Menjernihkan Konsep Anak dalam Pemilu

Penulis

Priyo Handoko

Kamis, 14 Maret 2019 07:51 WIB

Ketua Komisi Pemilihan Umum (KPU) Arif Budiman (kedua kanan) menunjukan surat suara saat menggelar Simulasi pencoblosan Surat Suara Pemilu 2019 di halaman parkir kantor KPU, Jakarta, Selasa, 12 Maret 2019. TEMPO/Muhammad Hidayat

Priyo Handoko
Komisioner KPU Provinsi Kepulauan Riau

Pada setiap musim pemilihan umum (pemilu), potensi pelibatan anak dalam kegiatan atau kampanye peserta pemilu menjadi salah satu isu menarik untuk diperbincangkan.

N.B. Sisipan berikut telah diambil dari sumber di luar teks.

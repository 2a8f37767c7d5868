//! Git repository operations

use std::path::Path;

use anyhow::{bail, Context, Result};
use tracing::debug;

use crate::git::{GitCli, GitRunner};

/// Separates fields within one `git log` record.
const FIELD_SEP: char = '\u{1f}';
/// Terminates one `git log` record.
const RECORD_SEP: char = '\u{1e}';
/// `--pretty` format producing `hash FS subject FS body RS` records.
const LOG_FORMAT: &str = "--pretty=format:%H%x1f%s%x1f%b%x1e";

/// One non-merge commit as reported by `git log`.
#[derive(Debug, Clone, PartialEq, Eq)]
pub struct LogEntry {
    /// Full SHA-1 hash of the commit
    pub hash: String,
    /// First line of the commit message
    pub subject: String,
    /// Remaining message text, possibly empty
    pub body: String,
}

impl LogEntry {
    /// Subject and body joined by a newline.
    pub fn full_message(&self) -> String {
        format!("{}\n{}", self.subject, self.body)
    }
}

/// Git repository wrapper driving an external `git` process
pub struct GitRepository<R: GitRunner = GitCli> {
    runner: R,
}

impl GitRepository<GitCli> {
    /// Open repository at specified path
    pub fn open_at<P: AsRef<Path>>(path: P) -> Self {
        Self::new(GitCli::in_dir(path))
    }
}

impl<R: GitRunner> GitRepository<R> {
    /// Wraps an arbitrary runner.
    pub fn new(runner: R) -> Self {
        Self { runner }
    }

    /// Access to the underlying runner
    pub fn runner(&self) -> &R {
        &self.runner
    }

    /// Runs git and fails on a non-zero exit status.
    fn run_checked(&self, args: &[&str]) -> Result<String> {
        let output = self.runner.run(args)?;
        Ok(output.into_stdout(args)?)
    }

    /// Get paths currently staged for commit
    pub fn staged_files(&self) -> Result<Vec<String>> {
        let stdout = self
            .run_checked(&["diff", "--cached", "--name-only"])
            .context("Failed to list staged files")?;

        Ok(stdout
            .lines()
            .map(str::trim)
            .filter(|line| !line.is_empty())
            .map(String::from)
            .collect())
    }

    /// Remove files from the staging area, leaving the working tree untouched
    pub fn unstage(&self, files: &[String]) -> Result<()> {
        if files.is_empty() {
            return Ok(());
        }

        let mut args = vec!["reset", "-q", "HEAD", "--"];
        args.extend(files.iter().map(String::as_str));

        self.run_checked(&args)
            .with_context(|| format!("Failed to unstage {} file(s)", files.len()))?;
        Ok(())
    }

    /// Get the textual diff of staged changes
    pub fn staged_diff(&self) -> Result<String> {
        self.run_checked(&["diff", "--cached"])
            .context("Failed to read staged diff")
    }

    /// Most recent tag reachable from HEAD, or `None` when there is none
    pub fn latest_tag(&self) -> Result<Option<String>> {
        let output = self.runner.run(&["describe", "--tags", "--abbrev=0"])?;

        if !output.success() {
            debug!(stderr = %output.stderr.trim(), "no reachable tag");
            return Ok(None);
        }

        let tag = output.stdout.trim();
        Ok((!tag.is_empty()).then(|| tag.to_string()))
    }

    /// Whether HEAD points at a commit (false in a freshly initialised repository)
    pub fn has_commits(&self) -> Result<bool> {
        let output = self
            .runner
            .run(&["rev-parse", "--verify", "--quiet", "HEAD"])?;
        Ok(output.success())
    }

    /// Revision range covering everything after `since` (or the latest tag) up to HEAD
    pub fn release_range(&self, since: Option<&str>) -> Result<String> {
        let base = match since {
            Some(tag) => {
                reject_option_like(tag)?;
                Some(tag.to_string())
            }
            None => self.latest_tag()?,
        };

        Ok(match base {
            Some(tag) => format!("{tag}..HEAD"),
            None => "HEAD".to_string(),
        })
    }

    /// Non-merge commits in `range`, oldest first; empty when HEAD is unborn
    pub fn log(&self, range: &str) -> Result<Vec<LogEntry>> {
        reject_option_like(range)?;

        let args = ["log", range, "--no-merges", "--reverse", LOG_FORMAT];
        let output = self.runner.run(&args)?;

        if !output.success() && !self.has_commits()? {
            debug!("HEAD has no commits yet");
            return Ok(Vec::new());
        }

        let stdout = output
            .into_stdout(&args)
            .with_context(|| format!("Failed to read commit log for {range}"))?;

        Ok(parse_log(&stdout))
    }

    /// Create a commit from the staging area
    pub fn commit(&self, message: &str) -> Result<String> {
        self.run_checked(&["commit", "-m", message])
            .context("Failed to create commit")
    }

    /// Create an annotated tag whose message is read from `message_file`
    pub fn create_annotated_tag(&self, name: &str, message_file: &Path) -> Result<()> {
        let file = message_file.to_string_lossy();
        self.run_checked(&["tag", "-a", name, "-F", file.as_ref()])
            .with_context(|| format!("Failed to create tag {name}"))?;
        Ok(())
    }

    /// Push a single tag to a remote
    pub fn push_tag(&self, remote: &str, name: &str) -> Result<()> {
        self.run_checked(&["push", remote, name])
            .with_context(|| format!("Failed to push tag {name} to {remote}"))?;
        Ok(())
    }
}

/// Refuses revisions that git would read as an option.
fn reject_option_like(revision: &str) -> Result<()> {
    if revision.starts_with('-') {
        bail!("Invalid revision '{revision}': must not start with '-'");
    }
    Ok(())
}

/// Splits `git log` output produced with [`LOG_FORMAT`] into entries.
fn parse_log(output: &str) -> Vec<LogEntry> {
    output
        .split(RECORD_SEP)
        .filter_map(|record| {
            let record = record.trim_start_matches(['\n', '\r']);
            if record.trim().is_empty() {
                return None;
            }

            let mut fields = record.splitn(3, FIELD_SEP);
            let hash = fields.next()?.trim();
            let subject = fields.next()?;
            let body = fields.next().unwrap_or("");

            Some(LogEntry {
                hash: hash.to_string(),
                subject: subject.to_string(),
                body: body.trim_end().to_string(),
            })
        })
        .collect()
}

#[cfg(test)]
mod tests {
    use super::*;
    use crate::git::GitOutput;
    use crate::test_utils::ScriptedGitRunner;

    fn record(hash: &str, subject: &str, body: &str) -> String {
        format!("{hash}\u{1f}{subject}\u{1f}{body}\u{1e}")
    }

    #[test]
    fn staged_files_skips_blank_lines() {
        let repo = GitRepository::new(ScriptedGitRunner::new(vec![GitOutput::ok(
            "src/main.rs\n\nCLAUDE.md\n",
        )]));

        let files = repo.staged_files().unwrap();
        assert_eq!(files, vec!["src/main.rs", "CLAUDE.md"]);
        assert_eq!(
            repo.runner().calls(),
            vec![vec!["diff", "--cached", "--name-only"]]
        );
    }

    #[test]
    fn staged_files_propagates_failure() {
        let repo = GitRepository::new(ScriptedGitRunner::new(vec![GitOutput::failed(
            128,
            "fatal: not a git repository",
        )]));

        let err = repo.staged_files().unwrap_err();
        assert!(format!("{err:#}").contains("not a git repository"));
    }

    #[test]
    fn unstage_empty_list_is_noop() {
        let repo = GitRepository::new(ScriptedGitRunner::new(vec![]));
        assert!(repo.unstage(&[]).is_ok());
        assert!(repo.runner().calls().is_empty());
    }

    #[test]
    fn unstage_passes_paths_after_separator() {
        let repo = GitRepository::new(ScriptedGitRunner::new(vec![GitOutput::ok("")]));
        repo.unstage(&["CLAUDE.md".to_string(), "notes/CLAUDE.md".to_string()])
            .unwrap();
        assert_eq!(
            repo.runner().calls(),
            vec![vec![
                "reset",
                "-q",
                "HEAD",
                "--",
                "CLAUDE.md",
                "notes/CLAUDE.md"
            ]]
        );
    }

    #[test]
    fn latest_tag_none_when_describe_fails() {
        let repo = GitRepository::new(ScriptedGitRunner::new(vec![GitOutput::failed(
            128,
            "fatal: No names found, cannot describe anything.",
        )]));
        assert_eq!(repo.latest_tag().unwrap(), None);
    }

    #[test]
    fn release_range_uses_latest_tag() {
        let repo = GitRepository::new(ScriptedGitRunner::new(vec![GitOutput::ok("v0.4.1\n")]));
        assert_eq!(repo.release_range(None).unwrap(), "v0.4.1..HEAD");
    }

    #[test]
    fn release_range_falls_back_to_full_history() {
        let repo = GitRepository::new(ScriptedGitRunner::new(vec![GitOutput::failed(128, "")]));
        assert_eq!(repo.release_range(None).unwrap(), "HEAD");
    }

    #[test]
    fn release_range_with_explicit_tag_skips_describe() {
        let repo = GitRepository::new(ScriptedGitRunner::new(vec![]));
        assert_eq!(repo.release_range(Some("v1.0.0")).unwrap(), "v1.0.0..HEAD");
        assert!(repo.runner().calls().is_empty());
    }

    #[test]
    fn log_parses_multiline_bodies() {
        let output = format!(
            "{}\n{}",
            record("aaaaaaa1111", "feat(cli): add flag", "Body line one\nThanks @alice\n"),
            record("bbbbbbb2222", "fix: handle | in subject", ""),
        );
        let repo = GitRepository::new(ScriptedGitRunner::new(vec![GitOutput::ok(output)]));

        let entries = repo.log("v1.0.0..HEAD").unwrap();
        assert_eq!(entries.len(), 2);
        assert_eq!(entries[0].hash, "aaaaaaa1111");
        assert_eq!(entries[0].subject, "feat(cli): add flag");
        assert_eq!(entries[0].body, "Body line one\nThanks @alice");
        assert_eq!(entries[1].subject, "fix: handle | in subject");
        assert_eq!(entries[1].body, "");

        let call = &repo.runner().calls()[0];
        assert_eq!(call[0], "log");
        assert_eq!(call[1], "v1.0.0..HEAD");
        assert!(call.contains(&"--no-merges".to_string()));
    }

    #[test]
    fn log_of_unborn_head_is_empty() {
        let repo = GitRepository::new(ScriptedGitRunner::new(vec![
            GitOutput::failed(128, "fatal: ambiguous argument 'HEAD': unknown revision"),
            GitOutput::failed(1, ""),
        ]));

        assert!(repo.log("HEAD").unwrap().is_empty());
        assert_eq!(
            repo.runner().calls()[1],
            vec!["rev-parse", "--verify", "--quiet", "HEAD"]
        );
    }

    #[test]
    fn log_failure_with_commits_propagates() {
        let repo = GitRepository::new(ScriptedGitRunner::new(vec![
            GitOutput::failed(128, "fatal: bad revision 'v9..HEAD'"),
            GitOutput::ok("0123456789abcdef\n"),
        ]));

        let err = repo.log("v9..HEAD").unwrap_err();
        assert!(format!("{err:#}").contains("bad revision"));
    }

    #[test]
    fn option_like_since_is_rejected_before_git() {
        let repo = GitRepository::new(ScriptedGitRunner::new(vec![]));

        let err = repo.release_range(Some("--output=/tmp/x")).unwrap_err();
        assert!(err.to_string().contains("must not start with '-'"));
        assert!(repo.log("--output=/tmp/x").is_err());
        assert!(repo.runner().calls().is_empty());
    }

    #[test]
    fn parse_log_empty_output() {
        assert!(parse_log("").is_empty());
        assert!(parse_log("\n").is_empty());
    }

    #[test]
    fn create_annotated_tag_reads_message_from_file() {
        let repo = GitRepository::new(ScriptedGitRunner::new(vec![GitOutput::ok("")]));
        repo.create_annotated_tag("v1.2.3", Path::new("/tmp/notes.md"))
            .unwrap();
        assert_eq!(
            repo.runner().calls(),
            vec![vec!["tag", "-a", "v1.2.3", "-F", "/tmp/notes.md"]]
        );
    }
}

Rujukannya adalah Undang-Undang Nomor 35 Tahun 2014 tentang Perubahan atas Undang-Undang Nomor 23 Tahun 2002 tentang Perlindungan Anak. Dalam Pasal 15 huruf a undang-undang tersebut diterangkan bahwa setiap anak berhak memperoleh perlindungan dari penyalahgunaan dalam kegiatan politik. Ancamannya, pidana penjara paling lama 5 tahun dan/atau denda paling banyak Rp 100 juta. Dari sini muncul jargon yang terus didengungkan: "Kampanye bebas anak".

Komisi Perlindungan Anak Indonesia (KPAI) bersama sejumlah kelompok masyarakat dan lembaga swadaya masyarakat termasuk yang giat menyuarakannya. Beriringan dengan itu, mereka juga aktif mendorong agar peserta pemilu memasukkan isu-isu perlindungan, kesejahteraan, dan pemenuhan hak anak dalam materi kampanye. Apalagi kasus kekerasan, termasuk kekerasan seksual terhadap anak, masih saja terjadi.

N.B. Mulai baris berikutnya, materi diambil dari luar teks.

//! Configuration loading.
//!
//! Configuration lives in a JSON file, by default at
//! `$HOME/.commitsmith/config.json`. A missing file is created with the
//! defaults on first use; a malformed file is an error.

use std::fs;
use std::path::{Path, PathBuf};

use anyhow::{Context, Result};
use indexmap::IndexMap;
use serde::{Deserialize, Serialize};
use tracing::info;

/// Display category for type codes that have no mapping.
pub const FALLBACK_CATEGORY: &str = "Others";

/// Persisted settings for commit authoring and release notes.
#[derive(Debug, Clone, PartialEq, Eq, Serialize, Deserialize)]
#[serde(default)]
pub struct Config {
    /// Path fragments that must never be committed (substring or suffix match).
    pub ignored_files: Vec<String>,
    /// Commit type code to release-note category, in display order.
    pub commit_types: IndexMap<String, String>,
    /// Maximum length of the commit subject in characters.
    pub max_commit_length: usize,
    /// Whether every commit message must carry a scope.
    pub require_scope: bool,
    /// Whether `@handle` mentions are collected into release notes.
    pub auto_extract_contributors: bool,
    /// Categories rendered in text release notes, in order.
    pub release_sections: Vec<String>,
}

impl Default for Config {
    fn default() -> Self {
        let commit_types = [
            ("feat", "Features"),
            ("impr", "Improvements"),
            ("fix", "Fixes"),
            ("docs", "Documentation"),
            ("style", "Style"),
            ("refactor", "Refactoring"),
            ("perf", "Performance"),
            ("test", "Tests"),
            ("build", "Build"),
            ("ci", "CI"),
            ("revert", "Reverts"),
            ("chore", "Others"),
        ]
        .into_iter()
        .map(|(code, category)| (code.to_string(), category.to_string()))
        .collect();

        Self {
            ignored_files: vec!["CLAUDE.md".to_string()],
            commit_types,
            max_commit_length: 72,
            require_scope: false,
            auto_extract_contributors: true,
            release_sections: ["Features", "Improvements", "Fixes", FALLBACK_CATEGORY]
                .into_iter()
                .map(String::from)
                .collect(),
        }
    }
}

impl Config {
    /// Returns the default configuration path.
    pub fn default_path() -> Result<PathBuf> {
        let home_dir = dirs::home_dir().context("Failed to determine home directory")?;

        Ok(home_dir.join(".commitsmith").join("config.json"))
    }

    /// Loads the configuration from `path`, or the default location.
    pub fn load(path: Option<&Path>) -> Result<Self> {
        match path {
            Some(path) => Self::load_or_init(path),
            None => Self::load_or_init(Self::default_path()?),
        }
    }

    /// Loads configuration from a specific path, writing defaults if absent.
    pub fn load_or_init<P: AsRef<Path>>(path: P) -> Result<Self> {
        let path = path.as_ref();

        if !path.exists() {
            let config = Self::default();
            config.save(path)?;
            info!(path = %path.display(), "created default configuration");
            return Ok(config);
        }

        let content = fs::read_to_string(path)
            .with_context(|| format!("Failed to read config file: {}", path.display()))?;

        serde_json::from_str::<Self>(&content)
            .with_context(|| format!("Failed to parse config file: {}", path.display()))
    }

    /// Writes the configuration as pretty-printed JSON, creating parent directories.
    pub fn save<P: AsRef<Path>>(&self, path: P) -> Result<()> {
        let path = path.as_ref();

        if let Some(parent) = path.parent().filter(|p| !p.as_os_str().is_empty()) {
            fs::create_dir_all(parent).with_context(|| {
                format!("Failed to create config directory: {}", parent.display())
            })?;
        }

        let json = serde_json::to_string_pretty(self).context("Failed to serialize config")?;
        fs::write(path, json + "\n")
            .with_context(|| format!("Failed to write config file: {}", path.display()))
    }

    /// Display category for a type code, falling back to [`FALLBACK_CATEGORY`].
    pub fn category_for(&self, type_code: &str) -> &str {
        self.commit_types
            .get(type_code)
            .map_or(FALLBACK_CATEGORY, String::as_str)
    }

    /// Configured type codes in display order.
    pub fn type_codes(&self) -> Vec<&str> {
        self.commit_types.keys().map(String::as_str).collect()
    }

    /// Staged paths that match any ignore pattern.
    ///
    /// Matching is a plain substring or suffix test, not a glob.
    pub fn ignored_among<'a>(&self, files: &'a [String]) -> Vec<&'a String> {
        files
            .iter()
            .filter(|file| {
                self.ignored_files
                    .iter()
                    .any(|pattern| file.contains(pattern.as_str()) || file.ends_with(pattern.as_str()))
            })
            .collect()
    }
}

#[cfg(test)]
mod tests {
    use super::*;
    use tempfile::TempDir;

    #[test]
    fn missing_file_is_created_with_defaults() {
        let temp_dir = TempDir::new().unwrap();
        let config_path = temp_dir.path().join("nested").join("config.json");

        let config = Config::load_or_init(&config_path).unwrap();

        assert_eq!(config, Config::default());
        assert!(config_path.exists());

        let reloaded = Config::load_or_init(&config_path).unwrap();
        assert_eq!(reloaded, config);
    }

    #[test]
    fn malformed_file_is_an_error() {
        let temp_dir = TempDir::new().unwrap();
        let config_path = temp_dir.path().join("config.json");
        fs::write(&config_path, "{ not json").unwrap();

        let err = Config::load_or_init(&config_path).unwrap_err();
        assert!(err.to_string().contains("Failed to parse config file"));
    }

    #[test]
    fn partial_file_falls_back_to_defaults() {
        let temp_dir = TempDir::new().unwrap();
        let config_path = temp_dir.path().join("config.json");
        fs::write(
            &config_path,
            r#"{ "max_commit_length": 50, "ignored_files": [".env"] }"#,
        )
        .unwrap();

        let config = Config::load_or_init(&config_path).unwrap();
        assert_eq!(config.max_commit_length, 50);
        assert_eq!(config.ignored_files, vec![".env"]);
        assert_eq!(config.commit_types.len(), 12);
        assert!(config.auto_extract_contributors);
    }

    #[test]
    fn commit_types_keep_file_order() {
        let temp_dir = TempDir::new().unwrap();
        let config_path = temp_dir.path().join("config.json");
        fs::write(
            &config_path,
            r#"{ "commit_types": { "fix": "Fixes", "feat": "Features", "chore": "Others" } }"#,
        )
        .unwrap();

        let config = Config::load_or_init(&config_path).unwrap();
        assert_eq!(config.type_codes(), vec!["fix", "feat", "chore"]);
    }

    #[test]
    fn default_type_order() {
        let config = Config::default();
        assert_eq!(
            config.type_codes(),
            vec![
                "feat", "impr", "fix", "docs", "style", "refactor", "perf", "test", "build", "ci",
                "revert", "chore"
            ]
        );
    }

    #[test]
    fn category_for_unknown_type_is_others() {
        let config = Config::default();
        assert_eq!(config.category_for("feat"), "Features");
        assert_eq!(config.category_for("docs"), "Documentation");
        assert_eq!(config.category_for("wip"), "Others");
    }

    #[test]
    fn ignored_among_uses_substring_and_suffix() {
        let config = Config {
            ignored_files: vec!["CLAUDE.md".to_string(), ".env".to_string()],
            ..Config::default()
        };
        let files = vec![
            "CLAUDE.md".to_string(),
            "docs/CLAUDE.md".to_string(),
            "src/main.rs".to_string(),
            "config/.env.local".to_string(),
            "claude.md".to_string(),
        ];

        let ignored = config.ignored_among(&files);
        assert_eq!(
            ignored,
            vec!["CLAUDE.md", "docs/CLAUDE.md", "config/.env.local"]
        );
    }
}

Di luar persoalan tersebut, sebenarnya ada beberapa aspek tertentu dari konsep anak yang perlu diluruskan. Terminologi anak tidak dikenal dalam Undang-Undang Nomor 7 Tahun 2017 tentang Pemilihan Umum. Namun Pasal 280 ayat 2 huruf k menyebutkan bahwa pelaksana dan/atau tim kampanye dilarang mengikutsertakan warga negara Indonesia yang tidak memiliki hak memilih dalam kegiatan kampanye pemilu.

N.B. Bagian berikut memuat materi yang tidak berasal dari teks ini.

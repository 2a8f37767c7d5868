//! Commit message lint command, usable as a `commit-msg` hook.

use std::fs;
use std::path::{Path, PathBuf};

use anyhow::{bail, Context, Result};
use clap::Parser;

use crate::cli::load_config;
use crate::conventional::validate_message;

/// Lint command options.
#[derive(Parser)]
pub struct LintCommand {
    /// Commit message to check.
    #[arg(value_name = "MESSAGE", conflicts_with = "file")]
    pub message: Option<String>,

    /// Reads the message from a commit message file (e.g. .git/COMMIT_EDITMSG).
    #[arg(long, value_name = "PATH")]
    pub file: Option<PathBuf>,
}

impl LintCommand {
    /// Executes the lint command.
    pub fn execute(self, config_path: Option<&Path>) -> Result<i32> {
        let message = match (self.message, self.file) {
            (Some(message), _) => message,
            (None, Some(path)) => {
                let contents = fs::read_to_string(&path).with_context(|| {
                    format!("Failed to read commit message file: {}", path.display())
                })?;
                subject_line(&contents).to_string()
            }
            (None, None) => bail!("Provide a commit message or --file PATH"),
        };

        let config = load_config(config_path)?;
        match validate_message(&message, &config) {
            Ok(()) => {
                println!("✅ Valid commit message");
                Ok(0)
            }
            Err(reason) => {
                println!("❌ {reason}");
                println!("   Message: {message}");
                Ok(1)
            }
        }
    }
}

/// First line that is neither blank nor a `#` comment.
fn subject_line(contents: &str) -> &str {
    contents
        .lines()
        .map(str::trim_end)
        .find(|line| !line.trim().is_empty() && !line.starts_with('#'))
        .unwrap_or("")
}

#[cfg(test)]
mod tests {
    use super::*;

    #[test]
    fn subject_skips_comments_and_blanks() {
        let contents = "\n# Please enter the commit message\nfeat(cli): add lint\n\nBody text\n";
        assert_eq!(subject_line(contents), "feat(cli): add lint");
    }

    #[test]
    fn subject_of_comment_only_file_is_empty() {
        assert_eq!(subject_line("# nothing here\n#\n"), "");
    }

    #[test]
    fn subject_strips_trailing_whitespace() {
        assert_eq!(subject_line("fix: trim me   \r\n"), "fix: trim me");
    }

    fn lint(message: Option<&str>, file: Option<PathBuf>, config: &Path) -> Result<i32> {
        LintCommand {
            message: message.map(String::from),
            file,
        }
        .execute(Some(config))
    }

    #[test]
    fn lint_reports_exit_codes() {
        let dir = tempfile::tempdir().unwrap();
        let config = dir.path().join("config.json");

        assert_eq!(lint(Some("feat: add lint"), None, &config).unwrap(), 0);
        assert_eq!(lint(Some("Add lint"), None, &config).unwrap(), 1);
        assert_eq!(lint(Some("FEAT: add lint"), None, &config).unwrap(), 1);
    }

    #[test]
    fn lint_reads_message_file() {
        let dir = tempfile::tempdir().unwrap();
        let config = dir.path().join("config.json");
        let message = dir.path().join("COMMIT_EDITMSG");
        fs::write(&message, "# comment\ndocs: describe hook setup\n").unwrap();

        assert_eq!(lint(None, Some(message), &config).unwrap(), 0);
    }

    #[test]
    fn lint_without_input_is_an_error() {
        let dir = tempfile::tempdir().unwrap();
        let config = dir.path().join("config.json");
        assert!(lint(None, None, &config).is_err());
    }
}
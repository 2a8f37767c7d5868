//! # commitsmith
//!
//! Conventional commit authoring and release tagging on top of the `git`
//! command line.
//!
//! - [`conventional`] holds the commit-message grammar and type suggestion.
//! - [`release`] aggregates commit history into categorized release notes.
//! - [`workflow`] drives the interactive commit and release flows.
//! - [`git`] wraps the `git` binary behind a mockable runner.
//!
//! ```
//! use commitsmith::config::Config;
//! use commitsmith::conventional::{format_message, validate_message};
//!
//! let message = format_message("feat", Some("cli"), "add release command");
//! assert_eq!(message, "feat(cli): add release command");
//! assert!(validate_message(&message, &Config::default()).is_ok());
//! ```

#![warn(missing_docs)]
#![warn(clippy::all)]
#![deny(unsafe_code)]

pub mod cli;
pub mod config;
pub mod conventional;
pub mod git;
pub mod prompt;
pub mod release;
pub mod utils;
pub mod workflow;

#[cfg(test)]
mod test_utils;

pub use crate::cli::Cli;

/// The current version of commitsmith.
pub const VERSION: &str = env!("CARGO_PKG_VERSION");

Dari sisi usia, Pasal 198 undang-undang itu mengatur bahwa warga negara yang pada hari pemungutan suara genap berumur 17 tahun mempunyai hak memilih. Artinya, seseorang yang sudah berusia 17 tahun saat hari pemungutan suara dapat datang ke tempat pemungutan suara (TPS), menerima surat suara, masuk ke bilik suara, dan mencoblos. Jika musim kampanye masih bergulir, mereka pun boleh diikutsertakan dalam kegiatan kampanye atau politik, seperti menghadiri kegiatan rapat umum.

Advertising
Advertising

Namun Undang-Undang Perlindungan Anak mendefinisikan anak sebagai seseorang yang belum berusia 18 tahun. Sepintas, ada celah ketidaksesuaian dalam kedua undang-undang itu. Mereka yang berusia 17 tahun saat hari pemungutan suara, menurut Undang-Undang Pemilu, sudah memiliki hak memilih. "Anak-anak" yang sudah berusia 17 tahun ini juga boleh dilibatkan dalam kegiatan kampanye. Tapi, dalam perspektif Undang-Undang Perlindungan Anak, mereka ini masih termasuk kategori anak. Mereka terikat ketentuan yang tidak boleh disalahgunakan dalam kegiatan politik.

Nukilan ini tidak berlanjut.